Academic background
- Education: BS, Mathematics and Computer Science, 1997, Vanderbilt University PhD, Computer Science, 2007, Georgia Institute of Technology
- Thesis: Documenting and understanding everyday activities through the selective archiving of live experiences (2007)

Academic work
- Institutions: Donald Bren School of Information and Computer Sciences
- Main interests: human-computer interaction, ubiquitous computing, assistive and educational technologies, and health informatics
- Website: gillianhayes.com

= Gillian Hayes =

American computer scientist

Gillian Rachael Hayes is an American computer scientist. She is the Robert A. and Barbara L. Kleist Professor in the Donald Bren School of Information and Computer Sciences and Vice Provost for Graduate Education and Dean of the Graduate Division at UC Irvine.

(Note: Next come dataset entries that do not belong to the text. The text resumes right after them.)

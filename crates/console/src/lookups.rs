//! Joint lookup loading for forms.
//!
//! A form that needs several lookup lists (degrees, departments,
//! semesters, ...) fetches them concurrently and waits for all of them.
//! Partial failure is best effort: failed lookups land in a visible error
//! list while the ones that succeeded remain usable.

use std::collections::HashMap;

use futures::future::join_all;
use qabul_core::lookups::{LookupKind, LookupOption};
use qabul_gateway::Gateway;

/// One failed lookup fetch.
#[derive(Debug, Clone)]
pub struct LookupFailure {
    pub kind: LookupKind,
    pub message: String,
}

/// The lookup lists one form depends on.
#[derive(Debug, Default)]
pub struct LookupPanel {
    options: HashMap<LookupKind, Vec<LookupOption>>,
    pub failures: Vec<LookupFailure>,
}

impl LookupPanel {
    /// Fetch all `kinds` concurrently.
    pub async fn load(gateway: &Gateway, kinds: &[LookupKind]) -> Self {
        let fetches = kinds.iter().map(|&kind| async move {
            let outcome = gateway.lookup(kind).await;
            (kind, outcome)
        });

        let mut panel = LookupPanel::default();
        for (kind, outcome) in join_all(fetches).await {
            if outcome.success {
                panel
                    .options
                    .insert(kind, outcome.data.unwrap_or_default());
            } else {
                let message = outcome
                    .message
                    .unwrap_or_else(|| format!("تعذر تحميل {}", kind.label()));
                tracing::warn!(lookup = ?kind, %message, "lookup fetch failed");
                panel.failures.push(LookupFailure { kind, message });
            }
        }
        panel
    }

    /// Options of one lookup; `None` when its fetch failed.
    pub fn options(&self, kind: LookupKind) -> Option<&[LookupOption]> {
        self.options.get(&kind).map(Vec::as_slice)
    }

    /// Whether every requested lookup arrived.
    pub fn is_complete(&self) -> bool {
        self.failures.is_empty()
    }
}
//! Gateway configuration loaded from environment variables.

/// Environment variable selecting the API origin.
pub const ENV_BASE_URL: &str = "QABUL_API_BASE_URL";

/// Configuration errors surfaced directly to the user.
#[derive(Debug, thiserror::Error)]
pub enum ConfigError {
    /// The API base URL is not configured; no request can be made.
    #[error("إعدادات الاتصال بالخادم غير مكتملة")]
    MissingBaseUrl,
}

/// Connection settings for the remote API.
#[derive(Debug, Clone)]
pub struct GatewayConfig {
    /// API origin without a trailing slash, e.g. `https://api.example.edu`.
    pub base_url: String,
}

impl GatewayConfig {
    pub fn new(base_url: impl Into<String>) -> Self {
        let base_url = base_url.into().trim_end_matches('/').to_string();
        Self { base_url }
    }

    /// Read the base URL from `QABUL_API_BASE_URL`. Absence is an error
    /// reported to the user, not a panic.
    pub fn from_env() -> Result<Self, ConfigError> {
        match std::env::var(ENV_BASE_URL) {
            Ok(url) if !url.trim().is_empty() => Ok(Self::new(url)),
            _ => Err(ConfigError::MissingBaseUrl),
        }
    }
}
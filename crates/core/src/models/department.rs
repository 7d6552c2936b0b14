//! Department entity and payload DTOs.

use serde::{Deserialize, Serialize};
use validator::Validate;

use crate::types::DbId;

/// An academic department, owned by a program.
#[derive(Debug, Clone, Serialize, Deserialize)]
#[serde(rename_all = "camelCase")]
pub struct Department {
    pub id: DbId,
    pub name: String,
    #[serde(default)]
    pub description: Option<String>,
    pub program_id: DbId,
    /// Resolved server-side from `program_id`; absent on some endpoints.
    #[serde(default)]
    pub program_name: Option<String>,
}

impl crate::table::TableRow for Department {
    fn search_text(&self) -> Vec<String> {
        vec![
            self.id.to_string(),
            self.name.clone(),
            self.program_name.clone().unwrap_or_default(),
        ]
    }

    fn sort_key(&self, column: &str) -> Option<crate::table::SortValue> {
        match column {
            "id" => Some(crate::table::SortValue::Int(self.id)),
            "name" => Some(crate::table::SortValue::Text(self.name.clone())),
            _ => None,
        }
    }
}

/// Payload for creating a department.
#[derive(Debug, Clone, Serialize, Validate)]
#[serde(rename_all = "camelCase")]
pub struct CreateDepartment {
    #[validate(length(min = 2, message = "اسم القسم مطلوب"))]
    pub name: String,
    #[serde(skip_serializing_if = "Option::is_none")]
    pub description: Option<String>,
    #[validate(required(message = "يجب اختيار البرنامج"))]
    pub program_id: Option<DbId>,
}

/// Payload for updating a department.
#[derive(Debug, Clone, Serialize, Validate)]
#[serde(rename_all = "camelCase")]
pub struct UpdateDepartment {
    pub id: DbId,
    #[validate(length(min = 2, message = "اسم القسم مطلوب"))]
    pub name: String,
    #[serde(skip_serializing_if = "Option::is_none")]
    pub description: Option<String>,
    #[validate(required(message = "يجب اختيار البرنامج"))]
    pub program_id: Option<DbId>,
}
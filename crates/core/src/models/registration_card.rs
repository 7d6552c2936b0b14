//! Registration card (admission request) entity and payload DTO.
//!
//! A registration card is a student's admission request, distinct from
//! the longer-term registration form used after acceptance. Submission
//! goes over multipart form encoding because it may carry up to three
//! degree-image attachments.

use serde::{Deserialize, Serialize};
use validator::Validate;

use crate::types::DbId;

/// Review status of an admission request.
#[derive(Debug, Clone, Copy, PartialEq, Eq, Serialize, Deserialize)]
#[serde(rename_all = "lowercase")]
pub enum CardStatus {
    Pending,
    Accepted,
    Rejected,
}

/// A submitted admission request.
#[derive(Debug, Clone, Serialize, Deserialize)]
#[serde(rename_all = "camelCase")]
pub struct RegistrationCard {
    pub id: DbId,
    pub national_id: String,
    pub student_name: String,
    pub request_type: String,
    pub degree_id: DbId,
    pub department_id: DbId,
    #[serde(default)]
    pub msar_id: Option<DbId>,
    pub semester_id: DbId,
    pub language_id: DbId,
    pub status: CardStatus,
}

impl crate::table::TableRow for RegistrationCard {
    fn search_text(&self) -> Vec<String> {
        vec![
            self.student_name.clone(),
            self.national_id.clone(),
            self.request_type.clone(),
        ]
    }

    fn sort_key(&self, column: &str) -> Option<crate::table::SortValue> {
        match column {
            "id" => Some(crate::table::SortValue::Int(self.id)),
            "name" => Some(crate::table::SortValue::Text(self.student_name.clone())),
            _ => None,
        }
    }
}

/// An image attachment accompanying a card submission.
#[derive(Debug, Clone)]
pub struct Attachment {
    pub field_name: String,
    pub file_name: String,
    pub mime: String,
    pub bytes: Vec<u8>,
}

/// Payload for submitting a new admission request. Attachments ride
/// alongside as multipart file parts, not in the JSON-ish field set.
#[derive(Debug, Clone, Serialize, Validate)]
#[serde(rename_all = "camelCase")]
pub struct CreateRegistrationCard {
    #[validate(regex(
        path = *crate::validation::NATIONAL_ID_RE,
        message = "الرقم القومي يجب أن يتكون من 14 رقماً"
    ))]
    pub national_id: String,
    #[validate(length(min = 2, message = "اسم الطالب مطلوب"))]
    pub student_name: String,
    #[validate(length(min = 1, message = "نوع الطلب مطلوب"))]
    pub request_type: String,
    #[validate(required(message = "يجب اختيار الدرجة العلمية"))]
    pub degree_id: Option<DbId>,
    #[validate(required(message = "يجب اختيار القسم"))]
    pub department_id: Option<DbId>,
    #[serde(skip_serializing_if = "Option::is_none")]
    pub msar_id: Option<DbId>,
    #[validate(required(message = "يجب اختيار الفصل الدراسي"))]
    pub semester_id: Option<DbId>,
    #[validate(required(message = "يجب اختيار اللغة"))]
    pub language_id: Option<DbId>,
}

==Early life and education==
Hayes completed her Bachelor of Science degree in Mathematics and Computer Science in 1997 at Vanderbilt University and her PhD in Computer Science from Georgia Institute of Technology.

==Career==
Upon completing her PhD, Hayes joined the faculty at the Donald Bren School of Information and Computer Sciences in 2007. While working as an associate professor of informatics, she was named the inaugural holder of the Robert A. and Barbara L. Kleist Chair in Informatics. In this role, she received one of three Advanced Research Fellowships awarded by The Jacobs Foundation to develop a framework for designing technologies for and with youth, as well as establish a structure for measuring the outcomes of these technological designs. Upon returning to teaching, she was a finalist for the 2017 Community Engaged Scholar Award.

Hayes was named the third Vice Provost for Graduate Education and Dean of the Graduate Division on September 1, 2019, replacing Frances Leslie. In the same year, she was the recipient of the Social Impact Award as someone who "promotes the application of human-computer interaction research to pressing social needs." During the COVID-19 pandemic, Hayes and colleague Sharad Mehrotra were named ACM Distinguished Members for their outstanding scientific contributions that "propel the digital age."